In the previous chapter, we discussed advanced dynamic analysis techniques for collecting tools, techniques, procedures, and other intelligence from malicious samples.
We'll build on techniques we've covered previously in order to examine some of the more advanced topics available to us as malware analysts in the dynamic analysis of samples we may obtain during our tenure.
After we cover each of these topics, you'll also have the opportunity to try your luck against a sample that will allow you to practice each of these techniques and check your understanding of the topics covered. While not a real-world sample of malware, the tricks and techniques utilized in its creation are reflective of real-world samples.
We will cover the following topics:
While it is not, strictly speaking, a component of dynamic analysis, techniques identified within this chapter will make broad use of the APIs offered by Windows in order to achieve their goals.
To this end, it is important to have a basic understanding of how we may leverage Windows API calls in malicious programs to better understand what the capabilities of these programs may be, and at what point in their execution flow they may make use (malicious or otherwise) of these APIs offered by the Windows environment. Before we begin, we'll take a quick primer on x86 assembly to understand what may be occurring within these calls.
32-bit malware still comprises the large majority of malware seen in the wild today, and for good reason. Malware operators wish to maintain the broadest compatibility possible for their payloads. 64-bit computers are able to run the x86 instruction set, but the inverse is not true.
To understand API calls within the Windows world of malware, it is not necessary to have a massively in-depth knowledge of x86 assembly instructions, nor is it necessary to be a world-class reverse engineer. We'll cover a few of the instructions and registers that need to be understood in order to make the best use of the information provided to us in Ghidra regarding the calls a malicious program may be making.
There are a few CPU registers that it is important to be aware of in x86. These registers are spaces within the processor's cache, and outside of RAM. These registers are much faster than RAM, and are utilized by the compiler to store data and results of logical operations much more quickly than if traditional volatile memory was utilized.
The EIP register, or extended instruction pointer, points to the memory address of the next instruction to be executed. This can be the next address on the stack, or an entirely separate memory address if a function call is to be executed.
Here, naming conventions break down a bit. EAX stands for extended AX, the original name of the register on 16-bit assembly assigned by Intel. It's easiest to think of the "A" as standing for "Accumulator." This register is where the results of API calls will be stored.
x86 assembly language is comprised of several sets of instructions that instruct the processor how to handle, change, or otherwise operate on data that it is provided with by either user input or by the programmer when a variable was set. We'll go over a few of the instructions that are critical to understanding how API calls are utilized within a malicious program.

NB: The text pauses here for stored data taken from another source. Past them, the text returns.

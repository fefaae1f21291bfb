// Case identity <-> query string codec.

use gpu_cts::query::{decode, encode};
use gpu_cts::{CaseIdentity, CaseQuery, ParamBinding};
use proptest::prelude::*;

fn name() -> impl Strategy<Value = String> {
    "[a-zA-Z0-9_ +%&=.-]{1,8}"
}

fn binding() -> impl Strategy<Value = Option<ParamBinding>> {
    let value = prop_oneof![
        any::<u32>().prop_map(serde_json::Value::from),
        any::<bool>().prop_map(serde_json::Value::from),
        "[ -~]{0,6}".prop_map(serde_json::Value::from),
    ];
    proptest::option::of(proptest::collection::vec(("[a-z_]{1,5}", value), 0..4).prop_map(
        |pairs| {
            pairs
                .into_iter()
                .fold(ParamBinding::new(), |b, (k, v)| b.with(k, v))
        },
    ))
}

fn identity() -> impl Strategy<Value = CaseIdentity> {
    (
        name(),
        proptest::collection::vec(name(), 0..4),
        name(),
        binding(),
    )
        .prop_map(|(suite, path, test, binding)| CaseIdentity::new(suite, path, test, binding))
}

proptest! {
    #[test]
    fn query_decodes_to_the_same_identity(original in identity()) {
        let query = encode(&original);
        let decoded = decode(&query);
        prop_assert_eq!(decoded.len(), 1);
        let parsed = CaseIdentity::parse(&decoded[0]).unwrap();
        prop_assert_eq!(parsed, original);
    }

    #[test]
    fn readable_characters_are_never_escaped(original in identity()) {
        let query = encode(&original);
        let body = query.strip_prefix("?q=").unwrap();
        for c in ['"', ',', '/', ':', '{', '}', ' '] {
            let escaped = format!("%{:02X}", c as u32);
            prop_assert!(!body.contains(&escaped), "{} escaped in {}", c, query);
        }
    }
}

#[test]
fn reserved_query_characters_are_escaped() {
    let identity = CaseIdentity::new(
        "webgpu",
        vec!["a+b".to_string(), "c&d".to_string()],
        "t=1",
        None,
    );
    assert_eq!(encode(&identity), "?q=webgpu:a%2Bb/c%26d:t%3D1:");
}

#[test]
fn spaces_are_written_as_plus() {
    let identity = CaseIdentity::new(
        "s",
        vec![],
        "t",
        Some(ParamBinding::new().with("k", "a b")),
    );
    assert_eq!(encode(&identity), r#"?q=s::t:{"k":"a+b"}"#);
    assert_eq!(decode(&encode(&identity)), [r#"s::t:{"k":"a b"}"#]);
}

#[test]
fn several_queries_in_one_string() {
    let queries = CaseQuery::parse_all("?q=webgpu:api&q=webgpu:api/validation:copy").unwrap();
    assert_eq!(
        queries,
        [
            CaseQuery::Group {
                suite: "webgpu".to_string(),
                path: vec!["api".to_string()],
            },
            CaseQuery::Test {
                suite: "webgpu".to_string(),
                path: vec!["api".to_string(), "validation".to_string()],
                test_name: "copy".to_string(),
            },
        ]
    );
}

#[test]
fn truncated_identity_is_rejected() {
    assert!(CaseIdentity::parse("webgpu:api").is_err());
    assert!(CaseIdentity::parse(":api:t:").is_err());
}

The PUSH instruction is utilized in moving data or variables to the stack. This will put the data into memory on the stack to then later be referenced by an API call or an operation within a function.
This is an instruction for the program to jump to a specified memory address and carry out the instructions there until it is instructed to return to its caller – the address that contains the call. This is utilized to facilitate calls to functions written by the malware author as well as to utilize API functions.
In addition to CALL instructions, JUMP instructions are also utilized for coordinating the logical flow of a program by the compiler. Outlined here are a few of these instructions that may prove useful to be aware of during your journey:
A comparative operator that will jump to the specified address if the operands compared are not equal to one another.
An operator that checks whether the result of the previous comparison is zero or non-zero and jumps to the specified memory address accordingly.
The inverse of JNZ.
With an understanding of this amount of assembly, it should be possible for an analyst to gain a reasonable understanding of the tricks a malware author may utilize to prevent analysis, and the API calls they are utilizing to do so.
To this end, malware authors sometimes employ tricks that allow them to check whether the machine is a VM, what tools are running, whether the mouse is moving, and several other tactics for ascertaining whether or not the binary is being analyzed.
Some malware will utilize several API calls baked-in to Microsoft Windows to obtain a list of running processes. As malware analysts, we are far more likely to be running "suspicious" processes that are meant to monitor the behavior of malicious executables on our systems.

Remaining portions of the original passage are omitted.